La idea de la cual parten los Tezuka es sencilla y poderosa. El edificio se creará como una gran cubierta, circular, sin fachadas o paños ciegos. Viendo el patio interior, no sabríamos decir dónde comienza el aula y dónde el patio. Finalmente, la cubierta se usa como superficie de juego, de brinco, de salto, cubierta con tarima de madera y albergando tres árboles zelkova que se convierten en protagonistas y actores del juego.

La cubierta se convierte en el verdadero patio de la escuela; es impresionante ver cómo se mueven los críos, arriba y abajo, a través de la cubierta. Takahara cuenta que su propio hijo hacía, de media, 6 kilómetros entre subir y bajar, jugar y correr por el tejado, cuando todavía iba a esa escuela. El matrimonio, interesado en medir el funcionamiento de su edificio, llegó incluso a registrar los movimientos de su hijo en la cubierta del edificio, creando un plano que mostraba cómo el niño giraba continuamente alrededor del gran vacío, e interactuaba con los lucernarios y elementos que en la cubierta existían.

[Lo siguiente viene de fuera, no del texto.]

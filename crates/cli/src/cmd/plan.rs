//! Implementation of the `jsforge plan` command.
//!
//! Prints the pipeline graph for the current configuration as execution
//! waves without running anything. Only the source override changes the
//! graph, so no settings file or SDK is needed.

use std::path::Path;

use anyhow::{Context, Result};

use jsforge_lib::config::EnvSnapshot;
use jsforge_lib::consts::ENV_OVERRIDE_DIR;
use jsforge_lib::execute::{PipelineGraph, StepId};

use crate::output::{OutputFormat, print_info, print_json, symbols};

pub fn cmd_plan(
  project_root: &Path,
  env: &EnvSnapshot,
  step: Option<StepId>,
  verbose: bool,
  format: OutputFormat,
) -> Result<()> {
  let override_dir = env.override_dir.as_ref().map(|dir| project_root.join(dir));
  let full = PipelineGraph::new(override_dir.is_none());
  let graph = match step {
    Some(step) => full.closure(step)?,
    None => full,
  };
  let waves = graph.waves().context("Failed to order pipeline steps")?;

  if format.is_json() {
    let dependencies: serde_json::Map<String, serde_json::Value> = graph
      .steps()
      .into_iter()
      .map(|s| (s.to_string(), serde_json::json!(graph.dependencies(s))))
      .collect();
    return print_json(&serde_json::json!({
      "source_override": override_dir.is_some(),
      "waves": waves,
      "dependencies": dependencies,
    }));
  }

  print_info(&format!("Plan: {} step(s) in {} wave(s)", graph.len(), waves.len()));
  if let Some(dir) = &override_dir {
    println!("  source from {} ({}), nothing is fetched", ENV_OVERRIDE_DIR, dir.display());
  }
  println!();

  for (idx, wave) in waves.iter().enumerate() {
    let names: Vec<String> = wave.iter().map(StepId::to_string).collect();
    println!("  {} {}: {}", symbols::ARROW, idx + 1, names.join(", "));

    if verbose {
      for &step in wave {
        let deps = graph.dependencies(step);
        if !deps.is_empty() {
          let deps: Vec<String> = deps.iter().map(StepId::to_string).collect();
          println!("      {} after {}", step, deps.join(", "));
        }
      }
    }
  }

  Ok(())
}
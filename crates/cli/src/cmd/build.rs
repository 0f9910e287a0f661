//! Build command implementation.
//!
//! Runs the pipeline and prints one line per scheduled step. Exits non-zero
//! when any step failed, pointing at the failing step's log.

use std::sync::Arc;
use std::time::{Duration, Instant};

use anyhow::{Context, Result, bail};
use owo_colors::{OwoColorize, Stream};
use tracing::debug;

use jsforge_lib::config::PipelineConfig;
use jsforge_lib::execute::{NativeRunner, PipelineResult, StepId, StepOutcome, execute_pipeline};

use crate::output::{
  OutputFormat, format_duration, outcome_label, print_error, print_json, print_success, print_warning, symbols,
};

pub async fn cmd_build(
  config: PipelineConfig,
  step: Option<StepId>,
  jobs: Option<usize>,
  format: OutputFormat,
) -> Result<()> {
  let config = match jobs {
    Some(jobs) => config.with_jobs(jobs),
    None => config,
  };
  debug!(jobs = config.jobs, target = ?step, "starting build");

  let start = Instant::now();
  let result = execute_pipeline(Arc::new(config), Arc::new(NativeRunner), step)
    .await
    .context("Failed to schedule pipeline")?;
  let elapsed = start.elapsed();

  if format.is_json() {
    print_json(&serde_json::json!({
      "success": result.is_success(),
      "duration_ms": elapsed.as_millis() as u64,
      "result": result,
    }))?;
  } else {
    print_summary(&result, elapsed);
  }

  if let Some((failed, _)) = result.failed.first() {
    bail!("step '{}' failed", failed);
  }
  Ok(())
}

fn print_summary(result: &PipelineResult, elapsed: Duration) {
  for step in StepId::ALL {
    if let Some((_, blocker)) = result.skipped.iter().find(|(s, _)| *s == step) {
      println!(
        "  {} {} {}",
        symbols::SKIP.if_supports_color(Stream::Stdout, |s| s.dimmed()),
        step,
        format!("(skipped, blocked by {})", blocker).if_supports_color(Stream::Stdout, |s| s.dimmed())
      );
      continue;
    }

    let Some(outcome) = result.outcome_of(step) else {
      continue;
    };
    let symbol = match outcome {
      StepOutcome::Failed(_) => symbols::ERROR.if_supports_color(Stream::Stdout, |s| s.red()).to_string(),
      StepOutcome::SkippedUpToDate => symbols::INFO.if_supports_color(Stream::Stdout, |s| s.blue()).to_string(),
      StepOutcome::Success(_) => symbols::SUCCESS.if_supports_color(Stream::Stdout, |s| s.green()).to_string(),
    };
    println!("  {} {} ({})", symbol, step, outcome_label(&outcome));
  }
  println!();

  for (step, failure) in &result.failed {
    print_error(&format!("{}: {}", step, failure.diagnostic));
    if let Some(log) = &failure.log_path {
      eprintln!("  {} see {}", symbols::ARROW, log.display());
    }
  }
  if !result.skipped.is_empty() {
    print_warning(&format!("{} step(s) skipped", result.skipped.len()));
  }

  if result.is_success() {
    print_success(&format!(
      "Build finished in {} ({} ran, {} up to date)",
      format_duration(elapsed),
      result.succeeded.len(),
      result.up_to_date.len()
    ));
  }
}
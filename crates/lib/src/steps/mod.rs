//! Pipeline step bodies.
//!
//! Each step is a single-shot operation over the filesystem: it either finds
//! its work already done ([`Completion::UpToDate`]), does it
//! ([`Completion::Ran`]), or fails with a [`StepError`].

pub mod compile;
pub mod configure;
pub mod fetch;
pub mod headers;
pub mod prebuild;
pub mod provision;
pub mod unpack;

use std::path::{Path, PathBuf};

use serde::Serialize;
use thiserror::Error;

use crate::fingerprint::RecordError;
use crate::util::hash::HashError;

/// Files or directories a step produced.
#[derive(Debug, Clone, Default, PartialEq, Eq, Serialize)]
pub struct StepOutputs {
  pub paths: Vec<PathBuf>,
}

impl StepOutputs {
  pub fn single(path: impl Into<PathBuf>) -> Self {
    Self {
      paths: vec![path.into()],
    }
  }
}

/// How a step finished when it did not fail.
#[derive(Debug, Clone, PartialEq, Eq)]
pub enum Completion {
  Ran(StepOutputs),
  UpToDate,
}

#[derive(Debug, Error)]
pub enum StepError {
  /// Transient failures persisted through every retry.
  #[error("failed to fetch {url} after {attempts} attempt(s): {message}")]
  FetchFailed { url: String, attempts: u32, message: String },

  #[error("fetching {url} returned HTTP {status}")]
  HttpStatus { url: String, status: u16 },

  #[error("could not find the sdkmanager executable (looked for {})", display_paths(.candidates))]
  InstallerNotFound { candidates: Vec<PathBuf> },

  #[error("toolchain binary not found at {path}")]
  ToolchainMissing { path: PathBuf },

  #[error("{program} exited with {}", exit_code(.code))]
  ProcessFailed {
    program: String,
    code: Option<i32>,
    log: Option<PathBuf>,
  },

  #[error("failed to start {program}: {source}")]
  Spawn {
    program: String,
    #[source]
    source: std::io::Error,
  },

  #[error("build finished but {path} was not produced")]
  ArtifactMissing { path: PathBuf },

  #[error("failed to extract archive {path}: {source}")]
  Archive {
    path: PathBuf,
    #[source]
    source: std::io::Error,
  },

  #[error("host pre-build command is empty")]
  EmptyCommand,

  #[error(transparent)]
  Hash(#[from] HashError),

  #[error(transparent)]
  Record(#[from] RecordError),

  #[error("io error: {0}")]
  Io(#[from] std::io::Error),
}

impl StepError {
  /// Log file holding the diagnostic detail, if the failing step wrote one.
  pub fn log_path(&self) -> Option<&Path> {
    match self {
      StepError::ProcessFailed { log, .. } => log.as_deref(),
      _ => None,
    }
  }
}

fn display_paths(paths: &[PathBuf]) -> String {
  paths.iter().map(|p| p.display().to_string()).collect::<Vec<_>>().join(", ")
}

fn exit_code(code: &Option<i32>) -> String {
  match code {
    Some(code) => format!("exit code {}", code),
    None => "no exit code (terminated by signal)".to_string(),
  }
}
//! CMake configure step: generates native build scripts for the engine.

use std::path::PathBuf;

use tracing::{debug, info};

use crate::config::PipelineConfig;
use crate::fingerprint::{FingerprintSet, Freshness, StepRecord, build_output_patterns};
use crate::process::{Invocation, run_logged};
use crate::util::hash::{ContentHash, hash_parts};

use super::unpack::source_tree_digest;
use super::{Completion, StepError, StepOutputs};

pub const NAME: &str = "configure";

/// Arguments of the configure invocation.
pub fn configure_args(config: &PipelineConfig) -> Vec<String> {
  let layout = &config.layout;
  let mut args = vec!["--log-level=ERROR".to_string(), "-Wno-dev".to_string()];

  if cfg!(windows) {
    args.push("-GNMake Makefiles".to_string());
  }

  args.extend([
    "-S".to_string(),
    ".".to_string(),
    "-B".to_string(),
    layout.engine_build_dir.display().to_string(),
    format!("-DJSI_DIR={}", absolute_interface_dir(config).display()),
  ]);
  args.extend(config.engine.configure_args.iter().cloned());
  args
}

fn absolute_interface_dir(config: &PipelineConfig) -> PathBuf {
  dunce::canonicalize(&config.layout.interface_dir).unwrap_or_else(|_| config.layout.interface_dir.clone())
}

/// Digest of everything that decides what configure generates: the source
/// tree, the toolchain and the argument list.
fn input_digest(config: &PipelineConfig, args: &[String]) -> Result<ContentHash, StepError> {
  let source = source_tree_digest(&config.layout.source_dir)?;
  let cmake = config.layout.cmake_binary.display().to_string();

  let mut parts = vec![("source", source.as_str()), ("cmake", cmake.as_str())];
  parts.extend(args.iter().map(|arg| ("arg", arg.as_str())));
  Ok(hash_parts(parts))
}

/// Generated build files; empty before the first configure.
pub fn build_fingerprint(config: &PipelineConfig) -> Result<FingerprintSet, StepError> {
  Ok(FingerprintSet::collect(
    &config.layout.engine_build_dir,
    &build_output_patterns(),
    &[],
  )?)
}

/// Run the configure step unless the source tree and arguments are unchanged
/// since the last successful run.
pub async fn configure_build(config: &PipelineConfig) -> Result<Completion, StepError> {
  let layout = &config.layout;
  let record_path = layout.record_path(NAME);
  let args = configure_args(config);

  let inputs = input_digest(config, &args)?;
  let record = StepRecord::read(&record_path)?;
  let generated = build_fingerprint(config)?;

  match Freshness::check(record.as_ref(), &inputs, None) {
    Freshness::UpToDate if !generated.is_empty() => {
      info!(build_dir = %layout.engine_build_dir.display(), "build scripts up to date");
      return Ok(Completion::UpToDate);
    }
    Freshness::UpToDate => debug!("build scripts missing, reconfiguring"),
    Freshness::Stale(reason) => debug!(reason, "configuring"),
  }

  let invocation = Invocation::new(&layout.cmake_binary, &layout.source_dir)
    .args(args)
    .stdout_to(&layout.configure_log);
  run_logged(&invocation).await?;

  let generated = build_fingerprint(config)?;
  StepRecord::new(NAME, &inputs, &generated.digest()).write(&record_path)?;

  info!(
    build_dir = %layout.engine_build_dir.display(),
    files = generated.len(),
    "configured native build"
  );
  Ok(Completion::Ran(StepOutputs::single(&layout.engine_build_dir)))
}
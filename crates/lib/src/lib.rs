//! jsforge-lib: native build pipeline for an embedded JavaScript engine.
//!
//! The pipeline fetches a source tarball of the engine, unpacks it, provisions
//! a pinned CMake, configures and compiles the engine's bytecode compiler, and
//! stages public headers for the host application's native packaging:
//! - `config`: the immutable per-session configuration
//! - `steps`: one module per pipeline step
//! - `fingerprint`: input fingerprints and up-to-date records
//! - `execute`: the dependency graph and its wave executor

pub mod config;
pub mod consts;
pub mod execute;
pub mod fingerprint;
pub mod layout;
pub mod process;
pub mod steps;
pub mod util;
pub mod version;
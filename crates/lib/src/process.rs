//! External process invocation with output captured to log files.
//!
//! Every external tool the pipeline runs goes through [`run_logged`]: the
//! console stays quiet and diagnostics live in the log files named by the
//! [`Invocation`].

use std::fs::File;
use std::path::{Path, PathBuf};
use std::process::Stdio;

use tokio::process::Command;
use tracing::{debug, info};

use crate::steps::StepError;

/// One external process run.
#[derive(Debug, Clone)]
pub struct Invocation {
  pub program: PathBuf,
  pub args: Vec<String>,
  pub cwd: PathBuf,
  /// Where stdout goes. `None` inherits the console.
  pub stdout_log: Option<PathBuf>,
  /// Where stderr goes. `None` inherits the console.
  pub stderr_log: Option<PathBuf>,
}

impl Invocation {
  pub fn new(program: impl Into<PathBuf>, cwd: impl Into<PathBuf>) -> Self {
    Self {
      program: program.into(),
      args: Vec::new(),
      cwd: cwd.into(),
      stdout_log: None,
      stderr_log: None,
    }
  }

  pub fn args<I, S>(mut self, args: I) -> Self
  where
    I: IntoIterator<Item = S>,
    S: Into<String>,
  {
    self.args.extend(args.into_iter().map(Into::into));
    self
  }

  pub fn stdout_to(mut self, path: impl Into<PathBuf>) -> Self {
    self.stdout_log = Some(path.into());
    self
  }

  pub fn stderr_to(mut self, path: impl Into<PathBuf>) -> Self {
    self.stderr_log = Some(path.into());
    self
  }

  /// The log a failure should point at: stderr's log when captured,
  /// otherwise stdout's.
  pub fn diagnostic_log(&self) -> Option<&Path> {
    self.stderr_log.as_deref().or(self.stdout_log.as_deref())
  }

  /// Program and arguments as actually spawned. On Windows, scripts such as
  /// `sdkmanager.bat` only run through `cmd /c`.
  pub fn command_line(&self) -> (PathBuf, Vec<String>) {
    windows_aware(&self.program, &self.args, cfg!(windows))
  }
}

fn windows_aware(program: &Path, args: &[String], windows: bool) -> (PathBuf, Vec<String>) {
  if windows {
    let mut wrapped = vec!["/c".to_string(), program.display().to_string()];
    wrapped.extend(args.iter().cloned());
    (PathBuf::from("cmd"), wrapped)
  } else {
    (program.to_path_buf(), args.to_vec())
  }
}

fn open_log(path: &Path) -> Result<File, StepError> {
  if let Some(parent) = path.parent() {
    std::fs::create_dir_all(parent)?;
  }
  Ok(File::create(path)?)
}

/// Run an invocation to completion. Log files are truncated first.
///
/// A non-zero exit is [`StepError::ProcessFailed`] carrying the log to read.
pub async fn run_logged(invocation: &Invocation) -> Result<(), StepError> {
  let (program, args) = invocation.command_line();
  let program_name = invocation.program.display().to_string();

  info!(program = %program_name, cwd = %invocation.cwd.display(), "running");
  debug!(args = ?args, "command line");

  let mut command = Command::new(&program);
  command.args(&args).current_dir(&invocation.cwd).stdin(Stdio::null());

  if let Some(path) = &invocation.stdout_log {
    command.stdout(Stdio::from(open_log(path)?));
  }
  if let Some(path) = &invocation.stderr_log {
    command.stderr(Stdio::from(open_log(path)?));
  }

  let status = command
    .status()
    .await
    .map_err(|source| StepError::Spawn {
      program: program_name.clone(),
      source,
    })?;

  if !status.success() {
    return Err(StepError::ProcessFailed {
      program: program_name,
      code: status.code(),
      log: invocation.diagnostic_log().map(Path::to_path_buf),
    });
  }

  debug!(program = %program_name, "process finished");
  Ok(())
}
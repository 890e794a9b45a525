use std::hash::Hash;
use std::path::PathBuf;

use crate::highlight::ScrollAlign;

/// Adapter contract over the host's tree widget.
///
/// Implementations derive everything from the widget's current structure
/// rather than caching session state: the visible list must be recomputed on
/// every call because any collapse toggle shifts row indices.
pub trait TreeView {
    /// Row handle. Must stay stable while the row exists.
    type Node: Copy + Eq + Hash;

    /// Currently rendered rows in display order. A row is included unless it
    /// sits below a collapsed folder row; the collapsed folder's own row
    /// stays visible.
    fn visible_items(&self) -> Vec<Self::Node>;
    /// Returns `true` if the row is a folder.
    fn is_folder(&self, node: Self::Node) -> bool;
    /// Returns `true` if the folder row is collapsed. Leaves report `false`.
    fn is_collapsed(&self, node: Self::Node) -> bool;
    /// Invokes the widget's expand/collapse affordance for the row.
    fn toggle_collapse(&mut self, node: Self::Node);
    /// Nearest enclosing folder row, or `None` at the top level.
    fn parent_of(&self, node: Self::Node) -> Option<Self::Node>;
    /// The row's stable external identifier, if it has one.
    fn path_of(&self, node: Self::Node) -> Option<PathBuf>;
    /// The widget's native activation, used when a leaf has no resolvable
    /// path to open through the host.
    fn activate(&mut self, node: Self::Node);

    /// Marks the row as selected.
    fn set_highlight(&mut self, node: Self::Node);
    /// Removes the selected marker wherever it is.
    fn clear_highlight(&mut self);
    /// Brings the row into the viewport.
    fn scroll_to(&mut self, node: Self::Node, align: ScrollAlign);

    /// Collapses every expanded folder row.
    ///
    /// The provided implementation re-scans the visible rows and toggles
    /// each expanded folder until none remain visible. Adapters with full
    /// structural access should override it to collapse hidden folders too.
    fn collapse_all(&mut self) {
        loop {
            let expanded: Vec<Self::Node> = self
                .visible_items()
                .into_iter()
                .filter(|&node| self.is_folder(node) && !self.is_collapsed(node))
                .collect();
            if expanded.is_empty() {
                break;
            }
            for node in expanded {
                self.toggle_collapse(node);
            }
        }
    }
}
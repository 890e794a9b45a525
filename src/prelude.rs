pub use crate::{
    CHORD_WINDOW, ChordFamily, ChordOutcome, ChordState, Highlighter, HostShell,
    LAYOUT_RECHECK_DELAY, NavCommand, NavController, NavEvent, NavKey, PanelGlyphs, PanelModel,
    PanelStyle, SETTLE_DELAY, ScrollAlign, TreePanel, TreePanelState, TreeView, VisibleRow,
};

#[cfg(feature = "keymap")]
pub use crate::{GlobalChord, decode_global, decode_nav};
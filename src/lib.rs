//! Modal vim-style keyboard navigation for tree side panels in ratatui apps.
//!
//! The core is a navigation session ([`NavController`]) over an abstract
//! tree adapter ([`TreeView`]): movement keys (`j`/`k`/`h`/`l`), two-key
//! chords (`gg`, `zM`) with a timing window, and activation scoped to the
//! host's panel lifecycle. A concrete adapter ([`TreePanelState`] rendered
//! by [`TreePanel`]) provides a file-tree panel backed by [`PanelModel`].
//!
//! Feature flags:
//! - `keymap`: crossterm-based key decoding (`decode_nav`, `decode_global`).

mod action;
mod chord;
mod controller;
mod highlight;
mod host;
#[cfg(feature = "keymap")]
mod keymap;
mod model;
mod panel;
pub mod prelude;
mod tree;
mod widget;

pub use action::{NavCommand, NavEvent, NavKey};
pub use chord::{CHORD_WINDOW, ChordFamily, ChordOutcome, ChordState};
pub use controller::{LAYOUT_RECHECK_DELAY, NavController, SETTLE_DELAY};
pub use highlight::{Highlighter, ScrollAlign};
pub use host::HostShell;
#[cfg(feature = "keymap")]
pub use keymap::{GlobalChord, decode_global, decode_nav};
pub use model::PanelModel;
pub use panel::{TreePanelState, VisibleRow};
pub use tree::TreeView;
pub use widget::{PanelGlyphs, PanelStyle, TreePanel};
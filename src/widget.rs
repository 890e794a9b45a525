use ratatui::buffer::Buffer;
use ratatui::layout::Rect;
use ratatui::style::Style;
use ratatui::text::{Line, Span};
use ratatui::widgets::{Block, Borders, StatefulWidget, Widget};

use crate::panel::TreePanelState;
use crate::tree::TreeView;

/// Row glyphs for the panel.
#[derive(Clone, Copy)]
pub struct PanelGlyphs<'a> {
    pub indent: &'a str,
    pub leaf: &'a str,
    pub expanded: &'a str,
    pub collapsed: &'a str,
}

impl PanelGlyphs<'static> {
    pub const fn unicode() -> Self {
        Self {
            indent: "  ",
            leaf: "•",
            expanded: "▼",
            collapsed: "▶",
        }
    }

    pub const fn ascii() -> Self {
        Self {
            indent: "  ",
            leaf: "*",
            expanded: "v",
            collapsed: ">",
        }
    }
}

/// Visual settings for the panel widget.
#[derive(Clone)]
pub struct PanelStyle<'a> {
    pub title: Option<Line<'a>>,
    pub base: Style,
    pub border_style: Style,
    /// Border style while navigation mode is on (the visible mode marker).
    pub active_border_style: Style,
    pub highlight_style: Style,
    pub highlight_symbol: &'a str,
    pub borders: Borders,
}

impl Default for PanelStyle<'_> {
    fn default() -> Self {
        Self {
            title: None,
            base: Style::default(),
            border_style: Style::default(),
            active_border_style: Style::default(),
            highlight_style: Style::default(),
            highlight_symbol: "> ",
            borders: Borders::ALL,
        }
    }
}

/// Tree side panel widget.
///
/// Renders the visible rows of a [`TreePanelState`] with depth indentation
/// and expand/collapse glyphs, applies the highlight style to the row the
/// navigation session has marked, and records the viewport height the state
/// needs for its scrolling math.
pub struct TreePanel<'a> {
    style: PanelStyle<'a>,
    glyphs: PanelGlyphs<'a>,
    nav_active: bool,
}

impl<'a> TreePanel<'a> {
    pub const fn new(style: PanelStyle<'a>) -> Self {
        Self {
            style,
            glyphs: PanelGlyphs::unicode(),
            nav_active: false,
        }
    }

    pub const fn glyphs(mut self, glyphs: PanelGlyphs<'a>) -> Self {
        self.glyphs = glyphs;
        self
    }

    /// Marks the panel as being under modal navigation.
    pub const fn nav_active(mut self, active: bool) -> Self {
        self.nav_active = active;
        self
    }
}

impl StatefulWidget for TreePanel<'_> {
    type State = TreePanelState;

    fn render(self, area: Rect, buf: &mut Buffer, state: &mut Self::State) {
        let border_style = if self.nav_active {
            self.style.active_border_style
        } else {
            self.style.border_style
        };
        let mut block = Block::default()
            .borders(self.style.borders)
            .style(self.style.base)
            .border_style(border_style);
        if let Some(title) = self.style.title.clone() {
            block = block.title(title);
        }
        let inner = block.inner(area);
        block.render(area, buf);

        if inner.width == 0 || inner.height == 0 {
            return;
        }

        let rows = state.visible_rows();
        state.set_viewport_rows(inner.height as usize);
        state.clamp_offset(rows.len());

        let symbol_pad = " ".repeat(self.style.highlight_symbol.chars().count());
        for (line_no, row) in rows
            .iter()
            .skip(state.offset())
            .take(inner.height as usize)
            .enumerate()
        {
            let model = state.model();
            let highlighted = state.highlighted() == Some(row.id);
            let glyph = if model.is_folder(row.id) {
                if state.is_collapsed(row.id) {
                    self.glyphs.collapsed
                } else {
                    self.glyphs.expanded
                }
            } else {
                self.glyphs.leaf
            };

            let mut spans = Vec::with_capacity(row.level as usize + 4);
            spans.push(Span::raw(if highlighted {
                self.style.highlight_symbol
            } else {
                symbol_pad.as_str()
            }));
            for _ in 0..row.level {
                spans.push(Span::raw(self.glyphs.indent));
            }
            spans.push(Span::raw(glyph));
            spans.push(Span::raw(" "));
            spans.push(Span::raw(model.name(row.id)));

            let y = inner.y + line_no as u16;
            buf.set_line(inner.x, y, &Line::from(spans), inner.width);
            if highlighted {
                buf.set_style(
                    Rect {
                        x: inner.x,
                        y,
                        width: inner.width,
                        height: 1,
                    },
                    self.style.highlight_style,
                );
            }
        }
    }
}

El edificio entero es el aula. En pedagogía, las corrientes humanistas promovieron un cambio desde un modelo unidireccional, en el que el profesor vertía sobre el alumno lo que sabía, pero no se esperaba que se devolviera o discutiera el conocimiento, hacia un modelo en el que maestro y alumno fueran sujetos activos de la educación. Los métodos Montessori o Waldorf plantean que, después de la familia y los profesores, el espacio es el tercer educador, y pueden contribuir a mejorar la autonomía de los estudiantes, dando espacios amplios, flexibles, ordenados y la escala de los pequeños.

Precisamente la guardería de Fuji es un ejemplo de estas últimas características: la altura libre de las aulas es la mínima, 210 centímetros, lo que permite ver a los pequeños en la cubierta desde el patio. No existen divisiones interiores, y son unos cubos de madera paulownia, apilables y suficientemente ligeros como para que los propios estudiantes los muevan, los que permiten delimitar las aulas. En cualquier caso, la idea que subyace es que el edificio entero es el aula, y que no hay división entre el dentro y el afuera; el edificio está diseñado para que aquel que lo use pueda trepar, correr, mojarse, tropezarse y aprender de los propios errores.